## Raw data

//! Read-only projections of the rotation served to the chat bot and overlays.

use std::time::Duration;

use crate::{
    config::CustomCommand,
    dto::public::{
        CurrentServerResponse, JoinTargetResponse, PlayerEntry, PlayerSummary, ServerSummary,
        ServersResponse, TopPlayersQuery, TopPlayersResponse,
    },
    error::ServiceError,
    provider::PlayerState,
    state::{SharedState, scoring::selectable},
};

const NOT_ON_SERVER: &str = "spectator is not on any server";

/// Top players, either as entries or as a single chat line.
pub enum TopPlayers {
    /// Structured ranking.
    Entries(TopPlayersResponse),
    /// Ranking rendered for chat.
    Text(String),
}

/// Render a duration the way it is posted in chat, e.g. `2 hours and a minute`.
pub fn format_duration(duration: Duration) -> String {
    let total_minutes = duration.as_secs() / 60;
    if total_minutes == 0 {
        return "just a moment".to_string();
    }

    let mut elements = Vec::with_capacity(2);
    match total_minutes / 60 {
        0 => {}
        1 => elements.push("an hour".to_string()),
        hours => elements.push(format!("{hours} hours")),
    }
    match total_minutes % 60 {
        0 => {}
        1 => elements.push("a minute".to_string()),
        minutes => elements.push(format!("{minutes} minutes")),
    }
    elements.join(" and ")
}

/// Render a ranking as `#1: TAG Name [Team], #2: ...`.
pub fn format_ranking(players: &[PlayerState]) -> String {
    players
        .iter()
        .enumerate()
        .map(|(index, player)| {
            let tag = if player.tag.is_empty() {
                String::new()
            } else {
                format!("{} ", player.tag)
            };
            format!(
                "#{}: {tag}{} [{}]",
                index + 1,
                player.name,
                player.team_label
            )
        })
        .collect::<Vec<_>>()
        .join(", ")
}

/// List every server of the rotation.
pub async fn list_servers(state: &SharedState) -> Result<ServersResponse, ServiceError> {
    state
        .controller()
        .inspect(|rotation, now| ServersResponse {
            servers: rotation
                .servers()
                .map(|server| {
                    ServerSummary::new(server, selectable(server, now, rotation.settings()))
                })
                .collect(),
        })
        .await
}

/// Describe the server the spectator is on.
pub async fn current_server(state: &SharedState) -> Result<CurrentServerResponse, ServiceError> {
    state
        .controller()
        .inspect(|rotation, now| {
            rotation.current().map(|server| CurrentServerResponse {
                server: ServerSummary::new(server, selectable(server, now, rotation.settings())),
                join_link_web: server.state().and_then(|state| state.join_link_web.clone()),
                time_on_server: server.time_on_server(now).map(format_duration),
            })
        })
        .await?
        .ok_or_else(|| ServiceError::NotFound(NOT_ON_SERVER.into()))
}

/// Count players on the current server.
pub async fn player_summary(state: &SharedState) -> Result<PlayerSummary, ServiceError> {
    state
        .controller()
        .inspect(|rotation, _| {
            let spectator = rotation.settings().spectator_name.as_str();
            let server = rotation.current()?;
            let live = server.state()?;
            Some(PlayerSummary {
                max: live.max_players,
                online: server.players().len(),
                human: server.human_players(spectator).count(),
                active: server.active_players(spectator).count(),
                bots: server.bots(spectator).count(),
            })
        })
        .await?
        .ok_or_else(|| ServiceError::NotFound(NOT_ON_SERVER.into()))
}

/// Best players of the current server by round score.
pub async fn top_players(
    state: &SharedState,
    query: TopPlayersQuery,
) -> Result<TopPlayers, ServiceError> {
    let count = query.sanitized_count();
    let players = state
        .controller()
        .inspect(move |rotation, _| {
            let server = rotation.current()?;
            server.state()?;
            Some(server.players().iter().take(count).cloned().collect::<Vec<_>>())
        })
        .await?
        .ok_or_else(|| ServiceError::NotFound(NOT_ON_SERVER.into()))?;

    Ok(if query.as_text {
        TopPlayers::Text(format_ranking(&players))
    } else {
        TopPlayers::Entries(TopPlayersResponse {
            players: players.iter().map(PlayerEntry::from).collect(),
        })
    })
}

/// Server the spectator has been told to join.
pub async fn join_target(state: &SharedState) -> Result<JoinTargetResponse, ServiceError> {
    state
        .controller()
        .inspect(|rotation, _| rotation.to_join().map(JoinTargetResponse::from))
        .await?
        .ok_or_else(|| ServiceError::NotFound("no server to join".into()))
}

/// Custom chat command definitions.
pub fn custom_commands(state: &SharedState) -> Vec<CustomCommand> {
    state.custom_commands().to_vec()
}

## What is needed
Every record above needs to be given again exactly.

## Task output
//! Read-only projections of the rotation served to the chat bot and overlays.

use std::time::Duration;

use crate::{
    config::CustomCommand,
    dto::public::{
        CurrentServerResponse, JoinTargetResponse, PlayerEntry, PlayerSummary, ServerSummary,
        ServersResponse, TopPlayersQuery, TopPlayersResponse,
    },
    error::ServiceError,
    provider::PlayerState,
    state::{SharedState, scoring::selectable},
};

const NOT_ON_SERVER: &str = "spectator is not on any server";

/// Top players, either as entries or as a single chat line.
pub enum TopPlayers {
    /// Structured ranking.
    Entries(TopPlayersResponse),
    /// Ranking rendered for chat.
    Text(String),
}

/// Render a duration the way it is posted in chat, e.g. `2 hours and a minute`.
pub fn format_duration(duration: Duration) -> String {
    let total_minutes = duration.as_secs() / 60;
    if total_minutes == 0 {
        return "just a moment".to_string();
    }

    let mut elements = Vec::with_capacity(2);
    match total_minutes / 60 {
        0 => {}
        1 => elements.push("an hour".to_string()),
        hours => elements.push(format!("{hours} hours")),
    }
    match total_minutes % 60 {
        0 => {}
        1 => elements.push("a minute".to_string()),
        minutes => elements.push(format!("{minutes} minutes")),
    }
    elements.join(" and ")
}

/// Render a ranking as `#1: TAG Name [Team], #2: ...`.
pub fn format_ranking(players: &[PlayerState]) -> String {
    players
        .iter()
        .enumerate()
        .map(|(index, player)| {
            let tag = if player.tag.is_empty() {
                String::new()
            } else {
                format!("{} ", player.tag)
            };
            format!(
                "#{}: {tag}{} [{}]",
                index + 1,
                player.name,
                player.team_label
            )
        })
        .collect::<Vec<_>>()
        .join(", ")
}

/// List every server of the rotation.
pub async fn list_servers(state: &SharedState) -> Result<ServersResponse, ServiceError> {
    state
        .controller()
        .inspect(|rotation, now| ServersResponse {
            servers: rotation
                .servers()
                .map(|server| {
                    ServerSummary::new(server, selectable(server, now, rotation.settings()))
                })
                .collect(),
        })
        .await
}

/// Describe the server the spectator is on.
pub async fn current_server(state: &SharedState) -> Result<CurrentServerResponse, ServiceError> {
    state
        .controller()
        .inspect(|rotation, now| {
            rotation.current().map(|server| CurrentServerResponse {
                server: ServerSummary::new(server, selectable(server, now, rotation.settings())),
                join_link_web: server.state().and_then(|state| state.join_link_web.clone()),
                time_on_server: server.time_on_server(now).map(format_duration),
            })
        })
        .await?
        .ok_or_else(|| ServiceError::NotFound(NOT_ON_SERVER.into()))
}

/// Count players on the current server.
pub async fn player_summary(state: &SharedState) -> Result<PlayerSummary, ServiceError> {
    state
        .controller()
        .inspect(|rotation, _| {
            let spectator = rotation.settings().spectator_name.as_str();
            let server = rotation.current()?;
            let live = server.state()?;
            Some(PlayerSummary {
                max: live.max_players,
                online: server.players().len(),
                human: server.human_players(spectator).count(),
                active: server.active_players(spectator).count(),
                bots: server.bots(spectator).count(),
            })
        })
        .await?
        .ok_or_else(|| ServiceError::NotFound(NOT_ON_SERVER.into()))
}

/// Best players of the current server by round score.
pub async fn top_players(
    state: &SharedState,
    query: TopPlayersQuery,
) -> Result<TopPlayers, ServiceError> {
    let count = query.sanitized_count();
    let players = state
        .controller()
        .inspect(move |rotation, _| {
            let server = rotation.current()?;
            server.state()?;
            Some(server.players().iter().take(count).cloned().collect::<Vec<_>>())
        })
        .await?
        .ok_or_else(|| ServiceError::NotFound(NOT_ON_SERVER.into()))?;

    Ok(if query.as_text {
        TopPlayers::Text(format_ranking(&players))
    } else {
        TopPlayers::Entries(TopPlayersResponse {
            players: players.iter().map(PlayerEntry::from).collect(),
        })
    })
}

/// Server the spectator has been told to join.
pub async fn join_target(state: &SharedState) -> Result<JoinTargetResponse, ServiceError> {
    state
        .controller()
        .inspect(|rotation, _| rotation.to_join().map(JoinTargetResponse::from))
        .await?
        .ok_or_else(|| ServiceError::NotFound("no server to join".into()))
}

/// Custom chat command definitions.
pub fn custom_commands(state: &SharedState) -> Vec<CustomCommand> {
    state.custom_commands().to_vec()
}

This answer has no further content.